Under eating leads you to:

  1. Inability to Build Muscle Mass
  2. Easily Retaining More Fat
  3. Less Metabolic Flexibility
  4. Lower Testosterone Levels

Safe to say you probably don’t want any of these four characteristics. With each of my clients we work specifically to improve these scenarios.

The currency of your metabolism is energy, and energy comes in by way of calories from food (and some drinks!) When the influx of calories slows and remains lower for a period of time, your metabolism has to create a budget. Very similar to how you’ve created a financial budget in the past, or currently have one now.

Building muscle is an energy expensive process. It’s costly, it’s also somewhat tied to performance. It costs energy for your body to synthesize new muscle tissue and create the neural, and physical adaptations that allow you to push more weight, reps, and sets that further facilitate progress and muscle growth. When energy (calories) is scarce, this process stops because your metabolism has to prioritize where that energy gets spent.

Conversely to building muscle being nonessential, storing body fat is essential for survival. When you inadvertently send signals to your body that mimic a survival environment it creates adaptations that slow nonessential processes and conserves energy by storing instead of burning fat.

Flexibility or metabolic resiliency explains how stable your settling point is to normal fluctuation. When you’ve been chronically under-eating in an unsustainable manner to get in shape your metabolism is far from resilient, instead it becomes vulnerable to high calorie restaurant entrees, date nights, “free meals”, and other periods where you’re unable to maintain tightly coupled control.

If you’ve been maintaining your bodyweight at only 1800 calories and have a date night of 3,500 calories you’ve almost doubled your daily caloric intake which will cause a spike in weight.
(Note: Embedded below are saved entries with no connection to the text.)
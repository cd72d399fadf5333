use std::io::Read;
use std::path::PathBuf;

use anyhow::{Context, Result};
use clap::Parser;
use serde::Serialize;
use tracing::{info, level_filters::LevelFilter};
use tracing_subscriber::EnvFilter;

use lyric_scope::Hyperparameters;

#[derive(Parser)]
#[command(
    name = "lyric-scope",
    about = "Score song lyrics for complexity, rhyme, flow, energy and structure",
    version
)]
struct Cli {
    /// Lyric files to analyze (reads stdin if none provided)
    files: Vec<PathBuf>,

    /// TOML file overriding the default tunables
    #[arg(long)]
    config: Option<PathBuf>,

    /// Print flattened {type, score, confidence, details} rows instead of the full result
    #[arg(long)]
    rows: bool,

    /// Single-line JSON output
    #[arg(long)]
    compact: bool,

    /// Print the effective tunables as TOML and exit
    #[arg(long)]
    show_config: bool,
}

fn print_json<T: Serialize>(value: &T, compact: bool) -> Result<()> {
    let out = if compact {
        serde_json::to_string(value)?
    } else {
        serde_json::to_string_pretty(value)?
    };
    println!("{out}");
    Ok(())
}

fn report(text: &str, hp: &Hyperparameters, cli: &Cli) -> Result<()> {
    let result = lyric_scope::analyze_with(text, hp);
    if cli.rows {
        print_json(&result.score_rows(), cli.compact)
    } else {
        print_json(&result, cli.compact)
    }
}

fn main() -> Result<()> {
    tracing_subscriber::fmt()
        .with_writer(std::io::stderr)
        .with_env_filter(
            EnvFilter::builder()
                .with_default_directive(LevelFilter::WARN.into())
                .with_env_var("LOG_LEVEL")
                .from_env_lossy(),
        )
        .init();

    let cli = Cli::parse();

    let hp = match &cli.config {
        Some(path) => {
            info!("Loading tunables from {:?}", path);
            Hyperparameters::load(path)?
        }
        None => Hyperparameters::default(),
    };

    if cli.show_config {
        print!("{}", toml::to_string(&hp)?);
        return Ok(());
    }

    if cli.files.is_empty() {
        let mut input = String::new();
        std::io::stdin()
            .read_to_string(&mut input)
            .context("Failed to read stdin")?;
        report(&input, &hp, &cli)?;
    } else {
        for path in &cli.files {
            let text = std::fs::read_to_string(path)
                .with_context(|| format!("Failed to read {:?}", path))?;
            info!("Analyzing {:?}", path);
            report(&text, &hp, &cli)?;
        }
    }
    Ok(())
}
When you’re able to maintain that same exact body weight on 3,000+ calories you then reduce that same overage to under 500. Over time this has compounding positive or negative implications.

As a male, testosterone plays a much more important role than pretending you're tough and building muscle. Your energy levels, ability to recover from training, mood, mental health, and motivation are all just some of the many facets of your life that optimal testosterone helps regulate.

However, being able to recover from leg day, endless energy, and wanting to reproduce don’t qualify as essential by your metabolism during periods of low energy availability. This is why sex hormone levels are one of the first downregulatory adaptations that happen to your metabolism when you’ve been inadvertently under eating for an extended period of time.

The diet you feed yourself both in terms of quality and quantity impacts you on a level much deeper than you probably have realized up until now.

That is why making these connections and having these conversations is such a pivotal part of the Metabolic Performance Protocol. We want you to look good on the outside, but more importantly we want you to feel great on the inside.